» Exercise instructions: Copy the records below verbatim, from the first line through the line containing "must hash to", inclusive, and output nothing else.

(Collected data entries)
-*-

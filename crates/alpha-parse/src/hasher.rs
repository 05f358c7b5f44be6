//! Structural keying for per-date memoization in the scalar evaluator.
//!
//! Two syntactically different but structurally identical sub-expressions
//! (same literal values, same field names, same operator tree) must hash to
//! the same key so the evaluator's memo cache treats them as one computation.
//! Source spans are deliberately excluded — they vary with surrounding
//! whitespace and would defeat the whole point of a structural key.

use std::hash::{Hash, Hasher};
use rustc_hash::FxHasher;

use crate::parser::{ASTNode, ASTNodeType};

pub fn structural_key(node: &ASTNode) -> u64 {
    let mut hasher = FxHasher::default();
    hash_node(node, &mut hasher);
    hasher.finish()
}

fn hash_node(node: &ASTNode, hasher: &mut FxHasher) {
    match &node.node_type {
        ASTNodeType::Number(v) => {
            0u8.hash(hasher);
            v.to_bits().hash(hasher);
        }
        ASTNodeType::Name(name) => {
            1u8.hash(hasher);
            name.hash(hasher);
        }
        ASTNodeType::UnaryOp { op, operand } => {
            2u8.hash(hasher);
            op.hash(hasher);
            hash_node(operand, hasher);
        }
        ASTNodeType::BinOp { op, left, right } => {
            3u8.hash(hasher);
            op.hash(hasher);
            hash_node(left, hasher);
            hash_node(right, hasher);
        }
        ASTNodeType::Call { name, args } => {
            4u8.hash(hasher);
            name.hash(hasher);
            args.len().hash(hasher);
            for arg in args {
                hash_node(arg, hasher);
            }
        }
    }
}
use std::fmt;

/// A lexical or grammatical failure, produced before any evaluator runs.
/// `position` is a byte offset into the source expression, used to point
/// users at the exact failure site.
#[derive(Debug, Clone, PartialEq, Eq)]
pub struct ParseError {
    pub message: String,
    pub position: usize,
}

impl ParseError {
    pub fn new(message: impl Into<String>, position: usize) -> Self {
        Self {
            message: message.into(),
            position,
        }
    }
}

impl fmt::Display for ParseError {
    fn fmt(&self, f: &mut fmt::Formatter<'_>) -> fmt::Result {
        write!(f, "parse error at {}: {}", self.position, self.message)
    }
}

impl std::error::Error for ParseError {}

-*-

» Reply:
filename crates/alpha-parse/src/hasher.rs
repository 05f358c7b5f44be6
//! Structural keying for per-date memoization in the scalar evaluator.
//!
//! Two syntactically different but structurally identical sub-expressions
//! (same literal values, same field names, same operator tree) must hash to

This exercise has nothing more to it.